Welcome to the Spring 2009 Graduate Student Conference of the Department of Comparative Literature at New York University. The conference will be held April 16-18, 2009.

Sunday, December 28, 2008

Call for Papers

What are we waiting for? What awaits us? While often dismissed as a period of wastefulness or lost time, waiting may also intensify experience and become a condition in which to consider questions of modernity, aesthetic process, politics, erotics and the tempos of everyday life.

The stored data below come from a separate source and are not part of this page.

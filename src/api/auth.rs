use log::{info, warn};

use crate::config::Config;
use crate::error::{Rejection, Result};
use crate::model::{Registration, Session, Voter};
use crate::store::{Coll, Slot, Store, ADMIN_AUTH};

/// Register a new voter account.
///
/// The account starts unverified and cannot vote until an administrator
/// verifies it. Does not log the voter in; sessions are only created by
/// [`login`].
pub fn register(store: &dyn Store, registration: Registration) -> Result<Voter> {
    registration.validate()?;

    let voters = Coll::<Voter>::from_store(store);
    let mut all = voters.load()?;

    // Email and student ID must be unique across registered voters.
    if all
        .iter()
        .any(|voter| voter.email.eq_ignore_ascii_case(&registration.email))
    {
        return Err(Rejection::DuplicateEmail.into());
    }
    if all
        .iter()
        .any(|voter| voter.student_id == registration.student_id)
    {
        return Err(Rejection::DuplicateStudentId.into());
    }

    let voter = registration.into_voter();
    info!("Registered voter {} ({})", voter.id, voter.email);
    all.push(voter.clone());
    voters.save(&all)?;
    Ok(voter)
}

/// Authenticate a voter by email and password.
///
/// On success the voter's public profile is written to the `currentUser`
/// slot and returned. A missing account and a wrong password are
/// indistinguishable to the caller. The configured delay simulates the
/// latency of a real authentication service.
pub fn login(store: &dyn Store, config: &Config, email: &str, password: &str) -> Result<Session> {
    let delay = config.auth_delay();
    if !delay.is_zero() {
        std::thread::sleep(delay);
    }

    let voters = Coll::<Voter>::from_store(store).load()?;
    let voter = match voters
        .iter()
        .find(|voter| voter.email.eq_ignore_ascii_case(email))
    {
        Some(voter) if voter.check_password(password) => voter,
        _ => {
            warn!("Failed login attempt for {email}");
            return Err(Rejection::BadCredentials.into());
        }
    };

    let session = voter.profile();
    Slot::<Session>::from_store(store).save(&session)?;
    info!("Voter {} logged in", session.id);
    Ok(session)
}

/// End the current voter session, if any.
pub fn logout(store: &dyn Store) {
    Slot::<Session>::from_store(store).clear();
}

/// The currently authenticated voter's profile, if logged in.
pub fn current_session(store: &dyn Store) -> Result<Option<Session>> {
    Slot::<Session>::from_store(store).load()
}

/// Authenticate an administrator against the configured credentials.
/// On success the `adminAuth` flag is set.
pub fn admin_login(store: &dyn Store, config: &Config, username: &str, password: &str) -> Result<()> {
    if !config.verify_admin(username, password) {
        warn!("Failed admin login attempt for {username}");
        return Err(Rejection::BadCredentials.into());
    }
    store.write(ADMIN_AUTH, "true".to_string());
    info!("Administrator {username} logged in");
    Ok(())
}

/// End the administrator session, if any.
pub fn admin_logout(store: &dyn Store) {
    store.remove(ADMIN_AUTH);
}

/// Whether an administrator is currently logged in.
pub fn is_admin(store: &dyn Store) -> bool {
    store.read(ADMIN_AUTH).as_deref() == Some("true")
}

#[cfg(test)]
mod tests {
    use crate::store::MemoryStore;

    use super::*;

    fn test_config() -> Config {
        Config::from_json(r#"{"auth_delay_ms": 0}"#).unwrap()
    }

    #[test]
    fn register_then_login() {
        let store = MemoryStore::new();
        let config = test_config();

        let voter = register(&store, Registration::example()).unwrap();
        assert!(!voter.verified);
        // Registration alone does not create a session.
        assert_eq!(current_session(&store).unwrap(), None);

        let session = login(&store, &config, "alex.morgan@university.edu", "correct horse").unwrap();
        assert_eq!(session.id, voter.id);
        assert_eq!(current_session(&store).unwrap(), Some(session));

        logout(&store);
        assert_eq!(current_session(&store).unwrap(), None);
    }

    #[test]
    fn duplicate_email_is_rejected_without_appending() {
        let store = MemoryStore::new();
        register(&store, Registration::example()).unwrap();

        let mut duplicate = Registration::example();
        duplicate.student_id = "S99999".to_string();
        duplicate.email = "ALEX.MORGAN@university.edu".to_string();
        let err = register(&store, duplicate).unwrap_err();
        assert!(matches!(
            err,
            crate::error::Error::Rejected(Rejection::DuplicateEmail)
        ));

        let voters = Coll::<Voter>::from_store(&store).load().unwrap();
        assert_eq!(voters.len(), 1);
    }

    #[test]
    fn duplicate_student_id_is_rejected() {
        let store = MemoryStore::new();
        register(&store, Registration::example()).unwrap();

        let mut duplicate = Registration::example2();
        duplicate.student_id = Registration::example().student_id;
        let err = register(&store, duplicate).unwrap_err();
        assert!(matches!(
            err,
            crate::error::Error::Rejected(Rejection::DuplicateStudentId)
        ));
    }

    #[test]
    fn invalid_registration_reports_fields() {
        let store = MemoryStore::new();
        let registration = Registration {
            password: "short".to_string(),
            ..Registration::example()
        };
        let err = register(&store, registration).unwrap_err();
        match err {
            crate::error::Error::Validation(errors) => {
                assert!(errors.field("password").is_some());
            }
            other => panic!("expected validation error, got {other:?}"),
        }
    }

    #[test]
    fn wrong_password_and_unknown_email_are_indistinguishable() {
        let store = MemoryStore::new();
        let config = test_config();
        register(&store, Registration::example()).unwrap();

        let wrong_password =
            login(&store, &config, "alex.morgan@university.edu", "wrong").unwrap_err();
        let unknown_email = login(&store, &config, "nobody@university.edu", "wrong").unwrap_err();
        assert_eq!(wrong_password.to_string(), unknown_email.to_string());
        assert_eq!(current_session(&store).unwrap(), None);
    }

    #[test]
    fn session_is_the_public_profile() {
        let store = MemoryStore::new();
        let config = test_config();
        register(&store, Registration::example()).unwrap();

        let session = login(&store, &config, "alex.morgan@university.edu", "correct horse").unwrap();
        assert_eq!(session.student_id, "S12345");
        assert!(session.id.as_str().starts_with("voter-"));
    }

    #[test]
    fn admin_flag_lifecycle() {
        let store = MemoryStore::new();
        let config = test_config();
        assert!(!is_admin(&store));

        let err = admin_login(&store, &config, "admin", "wrong").unwrap_err();
        assert!(matches!(
            err,
            crate::error::Error::Rejected(Rejection::BadCredentials)
        ));
        assert!(!is_admin(&store));

        admin_login(&store, &config, "admin", "admin").unwrap();
        assert!(is_admin(&store));
        // Stored exactly as the browser flag was: the string "true".
        assert_eq!(store.read(ADMIN_AUTH).as_deref(), Some("true"));

        admin_logout(&store);
        assert!(!is_admin(&store));
    }
}
use std::fmt::{self, Display, Formatter};

use chrono::Utc;
use rand::Rng;
use serde::{Deserialize, Serialize};

/// A unique identifier for a stored record.
///
/// Identifiers follow the `<kind>-<millis>` convention used throughout the
/// stored collections, with a random suffix appended so that two records
/// created within the same millisecond still get distinct ids.
#[derive(Debug, Clone, Hash, PartialEq, Eq, PartialOrd, Ord, Serialize, Deserialize)]
#[serde(transparent)]
pub struct Id(String);

impl Id {
    /// Generate a fresh identifier for a record of the given kind,
    /// e.g. `vote-1715198400000-9f3ab21c`.
    pub fn generate(kind: &str) -> Self {
        let millis = Utc::now().timestamp_millis();
        let suffix: u32 = rand::thread_rng().gen();
        Self(format!("{kind}-{millis}-{suffix:08x}"))
    }

    pub fn as_str(&self) -> &str {
        &self.0
    }
}

impl Display for Id {
    fn fmt(&self, f: &mut Formatter<'_>) -> fmt::Result {
        write!(f, "{}", self.0)
    }
}

impl From<String> for Id {
    fn from(raw: String) -> Self {
        Self(raw)
    }
}

impl From<&str> for Id {
    fn from(raw: &str) -> Self {
        Self(raw.to_string())
    }
}
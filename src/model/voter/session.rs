use serde::{Deserialize, Serialize};

use crate::model::Id;

/// The currently authenticated voter's public profile, as stored in the
/// `currentUser` slot.
///
/// This duplicates fields from the [`Voter`](super::Voter) record and is
/// not an independent source of truth: in particular the `verified` flag
/// can go stale if an administrator changes it mid-session. Eligibility
/// checks must consult the voter record instead.
#[derive(Debug, Clone, PartialEq, Eq, Serialize, Deserialize)]
#[serde(rename_all = "camelCase")]
pub struct Session {
    pub id: Id,
    pub name: String,
    pub email: String,
    pub student_id: String,
    pub verified: bool,
}
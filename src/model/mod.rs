mod candidate;
mod election;
mod id;
mod tally;
mod vote;
mod voter;

pub use candidate::{Candidate, CandidateSpec};
pub use election::{Election, ElectionSpec, ElectionStatus};
pub use id::Id;
pub use tally::{tally, CandidateTally, ElectionResults};
pub use vote::Vote;
pub use voter::{Registration, Session, Voter};

#[cfg(test)]
pub(crate) use election::example_now;
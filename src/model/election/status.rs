use std::fmt::{self, Display, Formatter};

use chrono::{DateTime, Utc};
use serde::{Deserialize, Serialize};

/// States in the election lifecycle.
///
/// Status is derived from the clock on every read rather than stored
/// authoritatively, so two reads at different times may disagree. Callers
/// must not cache a status across time-sensitive checks such as vote
/// eligibility.
#[derive(Debug, Copy, Clone, PartialEq, Eq, Serialize, Deserialize)]
#[serde(rename_all = "lowercase")]
pub enum ElectionStatus {
    /// The start time is still in the future.
    Upcoming,
    /// Voting is open.
    Active,
    /// The end time has passed.
    Completed,
}

impl ElectionStatus {
    /// Derive the status of an election from its time window:
    /// `Completed` if `now` is past the end, `Active` while
    /// `start <= now <= end`, `Upcoming` before the start.
    pub fn derive(start: DateTime<Utc>, end: DateTime<Utc>, now: DateTime<Utc>) -> Self {
        if now > end {
            Self::Completed
        } else if now >= start {
            Self::Active
        } else {
            Self::Upcoming
        }
    }
}

impl Display for ElectionStatus {
    fn fmt(&self, f: &mut Formatter<'_>) -> fmt::Result {
        let name = match self {
            Self::Upcoming => "upcoming",
            Self::Active => "active",
            Self::Completed => "completed",
        };
        write!(f, "{name}")
    }
}
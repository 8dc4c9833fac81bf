//! Storage and domain core for the VoteSphere student election platform.
//!
//! Everything lives in a local [`store::Store`]: a directory of named,
//! JSON-encoded collections with whole-collection reads and writes. The
//! [`api`] modules implement the user-facing operations over it —
//! registration and sessions, election and candidate administration, vote
//! casting, and tallying. There is no server and no durable persistence;
//! each embedder holds its own isolated copy of every collection.

pub mod api;
pub mod config;
pub mod error;
pub mod model;
pub mod store;

pub use config::Config;
pub use error::{Error, Rejection, Result, ValidationErrors};
use chrono::{DateTime, Utc};
use log::info;

use crate::error::{Error, Result};
use crate::model::{Candidate, CandidateSpec, Election, ElectionSpec, Id, Voter};
use crate::store::{Coll, Store};

use super::common;

/// Create a new election from an administrator-submitted spec. The
/// initial status snapshot is derived at `now`.
pub fn create_election(store: &dyn Store, spec: ElectionSpec, now: DateTime<Utc>) -> Result<Election> {
    spec.validate()?;

    let elections = Coll::<Election>::from_store(store);
    let mut all = elections.load()?;
    let election = spec.into_election(now);
    info!("Created election {} \"{}\"", election.id, election.title);
    all.push(election.clone());
    elections.save(&all)?;
    Ok(election)
}

/// Delete an election.
///
/// There is no cascade: candidates and votes referencing the election
/// stay in their collections as orphans.
pub fn delete_election(store: &dyn Store, election_id: &Id) -> Result<()> {
    let elections = Coll::<Election>::from_store(store);
    let mut all = elections.load()?;
    let before = all.len();
    all.retain(|election| election.id != *election_id);
    if all.len() == before {
        return Err(Error::not_found(format!("Election with ID '{election_id}'")));
    }
    elections.save(&all)?;
    info!("Deleted election {election_id}");
    Ok(())
}

/// Add a candidate to an election, keeping the election's denormalised
/// candidate count in step.
pub fn add_candidate(store: &dyn Store, spec: CandidateSpec) -> Result<Candidate> {
    spec.validate()?;

    // The owning election must exist.
    let elections = Coll::<Election>::from_store(store);
    let mut all_elections = elections.load()?;
    let election = all_elections
        .iter_mut()
        .find(|election| election.id == spec.election_id)
        .ok_or_else(|| Error::not_found(format!("Election with ID '{}'", spec.election_id)))?;

    let candidates = Coll::<Candidate>::from_store(store);
    let mut all_candidates = candidates.load()?;
    let candidate = spec.into_candidate();
    all_candidates.push(candidate.clone());
    candidates.save(&all_candidates)?;

    election.candidate_count += 1;
    elections.save(&all_elections)?;
    info!(
        "Added candidate {} ({}) to election {}",
        candidate.id, candidate.name, candidate.election_id
    );
    Ok(candidate)
}

/// Remove a candidate, keeping the owning election's candidate count in
/// step. Votes already cast for the candidate are left in place; the
/// tally skips them from then on.
pub fn remove_candidate(store: &dyn Store, candidate_id: &Id) -> Result<()> {
    let candidates = Coll::<Candidate>::from_store(store);
    let mut all_candidates = candidates.load()?;
    let candidate = all_candidates
        .iter()
        .position(|candidate| candidate.id == *candidate_id)
        .map(|index| all_candidates.remove(index))
        .ok_or_else(|| Error::not_found(format!("Candidate with ID '{candidate_id}'")))?;
    candidates.save(&all_candidates)?;

    // The owning election may itself have been deleted already.
    let elections = Coll::<Election>::from_store(store);
    let mut all_elections = elections.load()?;
    if let Some(election) = all_elections
        .iter_mut()
        .find(|election| election.id == candidate.election_id)
    {
        election.candidate_count = election.candidate_count.saturating_sub(1);
        elections.save(&all_elections)?;
    }
    info!("Removed candidate {candidate_id}");
    Ok(())
}

/// Mark a voter as verified, allowing them to vote.
pub fn verify_voter(store: &dyn Store, voter_id: &Id) -> Result<()> {
    set_verified(store, voter_id, true)
}

/// Revoke a voter's verified status.
pub fn unverify_voter(store: &dyn Store, voter_id: &Id) -> Result<()> {
    set_verified(store, voter_id, false)
}

fn set_verified(store: &dyn Store, voter_id: &Id, verified: bool) -> Result<()> {
    let voters = Coll::<Voter>::from_store(store);
    let mut all = voters.load()?;
    let voter = all
        .iter_mut()
        .find(|voter| voter.id == *voter_id)
        .ok_or_else(|| Error::not_found(format!("Voter with ID '{voter_id}'")))?;
    voter.verified = verified;
    voters.save(&all)?;
    info!("Set voter {voter_id} verified={verified}");
    Ok(())
}

/// Remove a voter account entirely. Votes they have already cast remain.
pub fn delete_voter(store: &dyn Store, voter_id: &Id) -> Result<()> {
    let voters = Coll::<Voter>::from_store(store);
    let mut all = voters.load()?;
    let before = all.len();
    all.retain(|voter| voter.id != *voter_id);
    if all.len() == before {
        return Err(Error::not_found(format!("Voter with ID '{voter_id}'")));
    }
    voters.save(&all)?;
    info!("Deleted voter {voter_id}");
    Ok(())
}

/// All registered voters whose name, email, or student ID contains the
/// search term (case-insensitive). An empty term matches everyone.
pub fn search_voters(store: &dyn Store, term: &str) -> Result<Vec<Voter>> {
    let term = term.trim().to_lowercase();
    let mut voters = Coll::<Voter>::from_store(store).load()?;
    voters.retain(|voter| {
        common::matches(&voter.name, &term)
            || common::matches(&voter.email, &term)
            || common::matches(&voter.student_id, &term)
    });
    Ok(voters)
}
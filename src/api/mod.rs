//! The platform's operation surface: plain functions over a [`Store`],
//! grouped the way users encounter them.
//!
//! [`Store`]: crate::store::Store

pub mod admin;
pub mod auth;
pub mod public;
pub mod voting;

mod common;
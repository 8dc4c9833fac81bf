use serde::{Deserialize, Serialize};

use crate::error::ValidationErrors;
use crate::model::Id;

/// A person standing for a position within one election, as stored in the
/// `candidates` collection.
#[derive(Debug, Clone, PartialEq, Eq, Serialize, Deserialize)]
#[serde(rename_all = "camelCase")]
pub struct Candidate {
    pub id: Id,
    pub name: String,
    pub position: String,
    pub party: String,
    pub slogan: String,
    #[serde(skip_serializing_if = "Option::is_none")]
    pub image_url: Option<String>,
    /// Owning election. Not enforced by the store; deleting an election
    /// leaves its candidates behind.
    pub election_id: Id,
}

/// A candidate specification, as submitted by an administrator.
#[derive(Debug, Clone, Serialize, Deserialize)]
#[serde(rename_all = "camelCase")]
pub struct CandidateSpec {
    pub name: String,
    pub position: String,
    pub party: String,
    pub slogan: String,
    pub image_url: Option<String>,
    pub election_id: Id,
}

impl CandidateSpec {
    /// Validate the form input, collecting per-field errors.
    pub fn validate(&self) -> Result<(), ValidationErrors> {
        let mut errors = ValidationErrors::new();
        if self.name.trim().chars().count() < 3 {
            errors.add("name", "Name must be at least 3 characters");
        }
        if self.position.trim().chars().count() < 3 {
            errors.add("position", "Position must be at least 3 characters");
        }
        if self.party.trim().chars().count() < 2 {
            errors.add("party", "Party must be at least 2 characters");
        }
        if self.slogan.trim().chars().count() < 5 {
            errors.add("slogan", "Slogan must be at least 5 characters");
        }
        if self.election_id.as_str().is_empty() {
            errors.add("electionId", "Election must be selected");
        }
        errors.into_result()
    }

    /// Build the stored record with a fresh identifier.
    pub(crate) fn into_candidate(self) -> Candidate {
        Candidate {
            id: Id::generate("candidate"),
            name: self.name,
            position: self.position,
            party: self.party,
            slogan: self.slogan,
            image_url: self.image_url,
            election_id: self.election_id,
        }
    }
}
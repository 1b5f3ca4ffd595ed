use axum::body::Bytes;

use crate::error::AppError;

pub mod ai;
pub mod projects;
pub mod system;
pub mod verify;

/// Decode a request body as a JSON object. An empty body reads as `{}`, so a
/// bodiless request fails on its missing fields rather than its framing.
/// Malformed JSON is a 400 with the usual `{"error"}` body.
pub(crate) fn json_body(body: &Bytes) -> Result<serde_json::Value, AppError> {
    if body.iter().all(u8::is_ascii_whitespace) {
        return Ok(serde_json::Value::Object(Default::default()));
    }
    serde_json::from_slice(body)
        .map_err(|e| AppError::bad_request(format!("invalid JSON body: {e}")))
}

Amid other theorizations of time, history and eventfulness, waiting offers a thematic axis around which conversation among scholars from a wide range of disciplines and critical perspectives can emerge. How can we unsettle the received divide between waiting and action? Or given this divide, how can we re-think the relationship between the two? Beyond (in)activity, how might waiting also be conceived of as a mode of attention or practice?

Possible paper topics may include, but are by no means limited to:
-Messianism & eschatology
-Event & revolution

-Fidelity & trust
-Designing patience: waiting rooms, drawing rooms, prisons, train stations
-Style and technique: the pause (in music and beyond), rest, suspense, seriality
-Waiting Faster: technologies of convenience, speed, acceleration-Bureaucracy: legal process, immigration, the post, (un)employment, drudgery
-Sickness & convalescence
-Ennui, anxiety, boredom, killing time
-Erotics of waiting: desire and deferral, chastity, courtly love, chivalric romance, sexual suspense
-Gestation, inspiration, latency
-Hope, fate, & inevitability
-Progress, process, & telos
-Revenge & ressentiment
-Waiting nations: birth, belatedness, & modernization
-Military strategy: ambush attack
-Immigration & exile

Send abstracts (no more than 300 words) by January 20 to
waitingtime.spring2009@gmail.com

Thursday, December 4, 2008

Keynote speaker Marshall Berman

Marshall Berman, Distinguished Professor of Political Science at The City College of New York and the CUNY Graduate Center, will be the keynote speaker. Berman is the author of All That Is Solid Melts Into Air, The Politics of Authenticity, Adventures in Marxism and other titles.